What the Directory establishes here is a horrendous evil: It presumes to permit formal communicatio in sacris (communication in sacred things) through the active participation in the public worship of a false religion. That, however, is something that is intrinsically evil, as we will show momentarily, meaning it is evil not on account of some external circumstance but in its very nature. As such, it does not admit of exceptions and is in fact always a mortal sin, objectively speaking. Yet the 1967 Directory states it is “a good thing” — though only “occasionally” and for a “just cause”! — to assist at the heretico-schismatic Masses of the Eastern Orthodox, when just a few years prior every confessor would have told the penitent it’s a mortal sin!
Indeed, in 1948 the Holy Office issued a canonical warning regarding ecumenical gatherings, pointing out that “since acts of mixed worship have also been posed not rarely both within and without the aforesaid gatherings, all are once more warned that any communication in sacred affairs is totally forbidden according to the norm of Canons 1258 and 731, § 2″ (Decree Cum Compertum; underlining added).
Now, of course the 1967 Directory bases its newly-found “permission” to violate the total prohibition against common worship on Vatican II’s decree on ecumenism, which states: “…some worship in common (communicatio in sacris), given suitable circumstances and the approval of Church authority, is not only possible but to be encouraged” (Unitatis Redintegratio, n. 15). Funny how what was intrinsically evil in 1948 is “to be encouraged” less than 20 years later!
The whole matter is quite grotesque, but then it simply manifests the typical contradictory and deliberately vague approach of Vatican II, where everything is stated and also its opposite, somehow. Indeed, if one had to summarize the council in a single word, it would probably be the word “however”: Something is permitted, but not really; it is not forbidden, but not encouraged either; one could do it, but shouldn’t, although one may, at least with the permission of the local bishop or if some suitable circumstance suggests it; etc., ad nauseam. It is a nightmare!
We see this, for example, in Unitatis Redintegratio, n. 8:
In certain special circumstances, such as the prescribed prayers “for unity,” and during ecumenical gatherings, it is allowable, indeed desirable that Catholics should join in prayer with their separated brethren. Such prayers in common are certainly an effective means of obtaining the grace of unity, and they are a true expression of the ties which still bind Catholics to their separated brethren. “For where two or three are gathered together in my name, there am I in the midst of them” [Mt. 18, 20].

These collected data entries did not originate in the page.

// ─────────────────────────────────────────────────────────────────────
// Word-Bias Kernel — PyO3 FFI Bindings
// (C) 1998-2026 Miroslav Sotek. All rights reserved.
// License: GNU AGPL v3 | Commercial licensing available
// ─────────────────────────────────────────────────────────────────────
// Note: #[deny(unsafe_code)] not applied: PyO3 proc macros generate
// unsafe blocks internally. All hand-written code in this crate is safe.
//! Python-callable wrappers around the word-bias kernel.
//!
//! Exposes `WordsEmbedding`, `BiasWordsEmbedding`, `AuditConfig` and
//! `BiasDomain` to Python via PyO3. Embedding loading stays on the Python
//! side: pass tokens and vectors in, get reports back as dicts.
//!
//! # Error mapping
//!
//! - unknown token → `KeyError`
//! - unsupported method (`soft`) → `NotImplementedError`
//! - missing direction, numerical instability → `RuntimeError`
//! - everything else → `ValueError`
//!
//! Install: `pip install -e crates/wordbias-ffi` (requires maturin).
//!
//! Usage from Python:
//! ```python
//! from wordbias_kernel import WordsEmbedding, BiasWordsEmbedding, BiasDomain
//!
//! emb = WordsEmbedding(tokens, vectors)
//! wb = BiasWordsEmbedding(emb, domain=BiasDomain.gender())
//! wb.calc_direct_bias()
//! debiased = wb.debias("hard", inplace=False)
//! ```

use pyo3::exceptions::{PyKeyError, PyNotImplementedError, PyRuntimeError, PyValueError};
use pyo3::prelude::*;
use pyo3::types::{PyDict, PyList};

use wordbias_core::{
    BiasDomain, BiasSession, Definitional, EmbeddingStore, InMemoryEmbedding, NEUTRAL_PROFESSIONS,
    PROFESSIONS,
};
use wordbias_types::{AuditConfig, BiasError, DebiasMethod, DirectionMethod, EqualizeRecord};

fn to_py_err(err: BiasError) -> PyErr {
    match err {
        BiasError::UnknownToken(_) => PyKeyError::new_err(err.to_string()),
        BiasError::UnsupportedOperation(_) => PyNotImplementedError::new_err(err.to_string()),
        BiasError::DirectionNotIdentified | BiasError::NumericalInstability(_) => {
            PyRuntimeError::new_err(err.to_string())
        }
        _ => PyValueError::new_err(err.to_string()),
    }
}

fn records_to_list<'py>(py: Python<'py>, records: &[EqualizeRecord]) -> PyResult<Bound<'py, PyList>> {
    let list = PyList::empty(py);
    for r in records {
        let dict = PyDict::new(py);
        dict.set_item("equality_set_index", r.equality_set_index)?;
        dict.set_item("word", &r.word)?;
        dict.set_item("scaling", r.scaling)?;
        dict.set_item("projected_scalar", r.projected_scalar)?;
        dict.set_item("equalized_projected_scalar", r.equalized_projected_scalar)?;
        list.append(dict)?;
    }
    Ok(list)
}

// ─── PyAuditConfig ──────────────────────────────────────────────────

/// Python-visible audit session configuration.
#[pyclass(name = "AuditConfig")]
#[derive(Clone)]
struct PyAuditConfig {
    inner: AuditConfig,
}

#[pymethods]
impl PyAuditConfig {
    #[new]
    #[pyo3(signature = (
        only_lower = false,
        verbose = false,
        first_pc_threshold = 0.5,
        n_components = 10,
        unit_tolerance = 1e-6,
        radicand_tolerance = 1e-9,
        seed = 42,
        max_analogy_vocab = 30000,
    ))]
    #[allow(clippy::too_many_arguments)]
    fn new(
        only_lower: bool,
        verbose: bool,
        first_pc_threshold: f64,
        n_components: usize,
        unit_tolerance: f64,
        radicand_tolerance: f64,
        seed: u64,
        max_analogy_vocab: usize,
    ) -> PyResult<Self> {
        let config = AuditConfig {
            only_lower,
            verbose,
            first_pc_threshold,
            n_components,
            unit_tolerance,
            radicand_tolerance,
            seed,
            max_analogy_vocab,
        };
        config.validate().map_err(to_py_err)?;
        Ok(Self { inner: config })
    }

    /// Construct from JSON string.
    #[staticmethod]
    fn from_json(json: &str) -> PyResult<Self> {
        let config = AuditConfig::from_json(json).map_err(to_py_err)?;
        config.validate().map_err(to_py_err)?;
        Ok(Self { inner: config })
    }

    #[getter]
    fn only_lower(&self) -> bool {
        self.inner.only_lower
    }

    #[getter]
    fn verbose(&self) -> bool {
        self.inner.verbose
    }

    fn __repr__(&self) -> String {
        format!(
            "AuditConfig(only_lower={}, first_pc_threshold={}, seed={})",
            self.inner.only_lower, self.inner.first_pc_threshold, self.inner.seed
        )
    }
}

// ─── PyBiasDomain ───────────────────────────────────────────────────

/// Word tables of one bias domain.
#[pyclass(name = "BiasDomain")]
#[derive(Clone)]
struct PyBiasDomain {
    inner: BiasDomain,
}

#[pymethods]
impl PyBiasDomain {
    /// Gender domain (Bolukbasi et al. definitional pairs).
    #[staticmethod]
    fn gender() -> Self {
        Self {
            inner: BiasDomain::gender(),
        }
    }

    #[staticmethod]
    fn from_json(json: &str) -> PyResult<Self> {
        Ok(Self {
            inner: BiasDomain::from_json(json).map_err(to_py_err)?,
        })
    }

    #[getter]
    fn name(&self) -> &str {
        &self.inner.name
    }

    #[getter]
    fn positive_end(&self) -> &str {
        &self.inner.positive_end
    }

    #[getter]
    fn negative_end(&self) -> &str {
        &self.inner.negative_end
    }

    #[getter]
    fn definitional_pairs(&self) -> Vec<(String, String)> {
        self.inner.definitional_pairs.clone()
    }

    fn __repr__(&self) -> String {
        format!(
            "BiasDomain(name={:?}, {} pairs, method={})",
            self.inner.name,
            self.inner.definitional_pairs.len(),
            self.inner.direction_method
        )
    }
}

// ─── PyEmbedding ────────────────────────────────────────────────────

/// In-memory words embedding built from parallel token/vector lists.
#[pyclass(name = "WordsEmbedding")]
#[derive(Clone)]
struct PyEmbedding {
    inner: InMemoryEmbedding,
}

#[pymethods]
impl PyEmbedding {
    #[new]
    fn new(tokens: Vec<String>, vectors: Vec<Vec<f64>>) -> PyResult<Self> {
        Ok(Self {
            inner: InMemoryEmbedding::from_rows(tokens, vectors).map_err(to_py_err)?,
        })
    }

    #[getter]
    fn dim(&self) -> usize {
        self.inner.dim()
    }

    fn __len__(&self) -> usize {
        self.inner.len()
    }

    fn __contains__(&self, token: &str) -> bool {
        self.inner.contains(token)
    }

    fn __getitem__(&self, token: &str) -> PyResult<Vec<f64>> {
        self.inner
            .get(token)
            .map(<[f64]>::to_vec)
            .map_err(to_py_err)
    }

    fn tokens(&self) -> Vec<String> {
        self.inner.tokens().map(str::to_string).collect()
    }

    fn __repr__(&self) -> String {
        format!(
            "WordsEmbedding(len={}, dim={})",
            self.inner.len(),
            self.inner.dim()
        )
    }
}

Yet worship in common (communicatio in sacris) is not to be considered as a means to be used indiscriminately for the restoration of Christian unity. There are two main principles governing the practice of such common worship: first, the bearing witness to the unity of the Church, and second, the sharing in the means of grace. Witness to the unity of the Church very generally forbids common worship to Christians, but the grace to be had from it sometimes commends this practice. The course to be adopted, with due regard to all the circumstances of time, place, and persons, is to be decided by local episcopal authority, unless otherwise provided for by the Bishops’ Conference according to its statutes, or by the Holy See.
(Vatican II, Decree Unitatis Redintegratio, n. 8; bold print added.)
What an insufferable mess!
Contrast this with the utterly clear Catholic position before the council:
§ 1. It is not licit for the faithful by any manner to assist actively or to have a part in the sacred [rites] of non-Catholics.
§ 2. Passive or merely material presence can be tolerated for the sake of honor or civil office, for grave reason approved by the Bishop in case of doubt, at the funerals, weddings, and similar solemnities of non-Catholics, provided danger of perversion and scandal is absent.
(Latin original here; English translation from Edward N. Peters, ed., The 1917 Pio-Benedictine Code of Canon Law [San Francisco, CA: Ignatius Press, 2001]. Purchase through this link benefits Novus Ordo Watch.)
We might add here that the traditional law of the Church also legislates an automatic suspicion of heresy against those who violate Canon 1258:
Whoever in any manner willingly and knowingly helps in the promulgation of heresy, or who communicates in things divine with heretics against the prescriptions of Canon 1258, is suspected of heresy.
(Latin original here; Peters translation.)
The reason why the Church legislates an absolute prohibition against formal participation in the sacred rites of non-Catholics is that such participation is intrinsically evil, thus contrary to the divine law:
It is unlawful for Catholics in any way to assist actively at or take part in the worship of non-Catholics (Canon 1258 [1917 Code of Canon Law]). Such assistance is intrinsically and gravely evil; for (a) if the worship is non-Catholic in its form (e.g., Mohammedan ablutions, the Jewish paschal meal, revivalistic “hitting the trail,” the right hand of fellowship, etc.), it expresses a belief in the false creed symbolized; (b) if the worship is Catholic in form, but is under the auspices of a non-Catholic body (e.g., Baptism as administered by a Protestant minister, or Mass as celebrated by a schismatical priest), it expresses either faith in a false religious body or rebellion against the true Church.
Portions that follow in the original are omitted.